Home improvement group Kingfisher, launched an AI virtual assistant to give DIY tips to customers. The chat feature allows customers to ask questions such as how to install a basin or for painting tips. The tool has initially launched in France under their Castorama brand, and is ready to chat across a number of different languages to help serve customers. It will be interesting to see if and how the tool adjusts across different brands – for example, their mass-market B&Q brand vs their more professional Screwfix brand in the UK.

Also in November, Amazon announced a partnership with car manufacturer, Hyundai. Amazon will start selling cars over the next year and Alexa will be available in Hyundai cars soon. And during an AWS summit, Amazon announced a new workplace chatbot called “Amazon Q” which will help companies find and understand information.

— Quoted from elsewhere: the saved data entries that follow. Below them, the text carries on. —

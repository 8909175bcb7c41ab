//! CLI argument definitions using clap.

use crate::config::LogFormat;
use clap::{Args, Parser, Subcommand};
use std::path::PathBuf;

/// fleetprov - exchange a claim certificate for a permanent device identity.
#[derive(Parser)]
#[command(name = "fleetprov")]
#[command(version)]
#[command(about = "Fleet provisioning bootstrap agent")]
pub struct Cli {
    #[command(subcommand)]
    pub command: Commands,
}

#[derive(Subcommand)]
pub enum Commands {
    /// Run the provisioning flow with the claim certificate
    Provision(ProvisionArgs),

    /// Load a certificate and private key pair and describe it
    Identity(IdentityArgs),
}

// -----------------------------------------------------------------------------
// Provision command
// -----------------------------------------------------------------------------

#[derive(Args)]
pub struct ProvisionArgs {
    /// Path to configuration file (defaults to FLEETPROV_CONFIG, then config/provisioning.toml)
    #[arg(short, long)]
    pub config: Option<PathBuf>,

    /// Log filter directive, overrides telemetry.log_level
    #[arg(long)]
    pub log_level: Option<String>,

    /// Log output format, overrides telemetry.log_format
    #[arg(long, value_enum)]
    pub log_format: Option<LogFormat>,
}

// -----------------------------------------------------------------------------
// Identity command
// -----------------------------------------------------------------------------

#[derive(Args)]
pub struct IdentityArgs {
    /// Directory holding the certificate and key
    #[arg(short, long)]
    pub dir: PathBuf,

    /// Certificate file name inside the directory
    #[arg(long)]
    pub cert: String,

    /// Private key file name inside the directory
    #[arg(long)]
    pub key: String,
}
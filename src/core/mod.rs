//! Core infrastructure.
//!
//! - `config` - Settings parsing and validation
//! - `cancel` - Cancellation token for provisioning attempts

pub mod cancel;
pub mod config;

pub use cancel::{CancelSource, CancelToken};
pub use config::{Config, LogFormat, Settings, TelemetryConfig};
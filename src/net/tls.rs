use crate::identity::{Identity, IdentityError};
use rustls::{Certificate, ClientConfig, PrivateKey, RootCertStore};
use std::fs::File;
use std::io::BufReader;
use std::path::Path;
use std::sync::Arc;
use tracing::debug;

/// DER-encoded trust anchors used to authenticate the broker.
#[derive(Debug, Clone)]
pub struct RootCertificates(Arc<Vec<Vec<u8>>>);

impl RootCertificates {
    /// Load every certificate from a PEM bundle. An empty bundle is an error.
    pub fn load(path: impl AsRef<Path>) -> Result<Self, IdentityError> {
        let path = path.as_ref();
        let file = File::open(path).map_err(|source| IdentityError::Read {
            path: path.to_path_buf(),
            source,
        })?;
        let ders = rustls_pemfile::certs(&mut BufReader::new(file)).map_err(|e| {
            IdentityError::InvalidCertificate {
                path: path.to_path_buf(),
                reason: e.to_string(),
            }
        })?;
        if ders.is_empty() {
            return Err(IdentityError::NoRootCertificates {
                path: path.to_path_buf(),
            });
        }
        debug!(count = ders.len(), path = %path.display(), "loaded root certificates");
        Ok(Self(Arc::new(ders)))
    }

    pub fn ders(&self) -> &[Vec<u8>] {
        &self.0
    }
}

#[derive(Debug, thiserror::Error)]
pub enum TlsError {
    #[error("none of the root certificates could be used as a trust anchor")]
    NoTrustAnchors,
    #[error("build TLS client config: {0}")]
    Config(#[from] rustls::Error),
}

/// Build a mutual-TLS client configuration presenting `identity` and trusting `roots`.
pub fn client_config(roots: &RootCertificates, identity: &Identity) -> Result<ClientConfig, TlsError> {
    let mut root_store = RootCertStore::empty();
    let (added, skipped) = root_store.add_parsable_certificates(roots.ders());
    if added == 0 {
        return Err(TlsError::NoTrustAnchors);
    }
    debug!(added, skipped, "trust store ready");

    let chain: Vec<Certificate> = identity.chain().iter().cloned().map(Certificate).collect();
    let key = PrivateKey(identity.private_key_der().to_vec());

    let config = ClientConfig::builder()
        .with_safe_defaults()
        .with_root_certificates(root_store)
        .with_client_auth_cert(chain, key)?;
    Ok(config)
}
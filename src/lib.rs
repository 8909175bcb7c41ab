#![deny(unused, dead_code)]
#![deny(clippy::all, clippy::pedantic)]
// Module naming: common pattern in domain-driven code
#![allow(clippy::module_name_repetitions)]
#![allow(clippy::too_many_lines)]
// Documentation style: many terms don't need backticks
#![allow(clippy::doc_markdown)]
#![allow(clippy::missing_errors_doc)]
#![allow(clippy::missing_panics_doc)]
// API ergonomics: prefer simplicity over must_use annotations
#![allow(clippy::must_use_candidate)]
#![allow(clippy::return_self_not_must_use)]
// Format strings: allow non-inlined for readability
#![allow(clippy::uninlined_format_args)]
// Numeric casts: durations come from config in milliseconds
#![allow(clippy::cast_possible_truncation)]
// Control flow style
#![allow(clippy::items_after_statements)]
#![allow(clippy::match_same_arms)]
#![allow(clippy::single_match_else)]
#![allow(clippy::manual_let_else)]
// Passing style
#![allow(clippy::needless_pass_by_value)]
// Option/Result patterns
#![allow(clippy::option_if_let_else)]
#![allow(clippy::map_unwrap_or)]
// Error handling style
#![allow(clippy::result_large_err)]
#![allow(clippy::large_enum_variant)]
// Closure style
#![allow(clippy::redundant_closure_for_method_calls)]

//! fleetprov - device identity bootstrap over MQTT fleet provisioning.
//!
//! A device ships with a shared, low-privilege claim certificate. This crate
//! uses it to ask the fleet provisioning service for a uniquely issued
//! permanent certificate, registers the device as a thing, then swaps its live
//! MQTT connection over to the new identity and proves it works.
//!
//! # Module Organization
//!
//! ## Core
//! - `core::config` - Settings parsing and validation
//! - `core::cancel` - Cancellation of an in-flight provisioning attempt
//!
//! ## Networking
//! - `net::identity` - Client identity loading (certificate + private key)
//! - `net::tls` - rustls client configuration for mutual TLS
//! - `net::session` - Secured pub/sub session with topic routing
//! - `net::mqtt` - rumqttc-backed transport
//!
//! ## Provisioning
//! - `provisioning::orchestrator` - Claim -> certificate -> thing -> swap -> verify
//! - `provisioning::messages` - Wire payloads and response decoding
//! - `provisioning::storage` - Secure certificate directory
//! - `provisioning::notices` - Human-readable milestones
//!
//! ## Operations
//! - `ops::telemetry` - Tracing subscriber setup

// Core infrastructure
pub mod core;

// Networking
pub mod net;

// Provisioning flow
pub mod provisioning;

// Operations
pub mod ops;

// CLI
pub mod cli;

pub use self::core::{cancel, config};
pub use net::{identity, mqtt, session, tls};
pub use provisioning::{Completion, ProvisionError, Provisioner};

December: Creating an operating model ripe for acquisition synergies

THG agreed to acquire beauty brand Biossance and are set to instantly transform the business’s financial performance through its Ingenuity service. THG Ingenuity is a retail-as-a-service offering to brands and retailers a broad range of flexible offerings, from ecommerce pick and pack, to translation services, payment platforms, and more. Instantly moving a newly acquired company into this model allows them to rapidly maximise the financial synergies of acting as a group.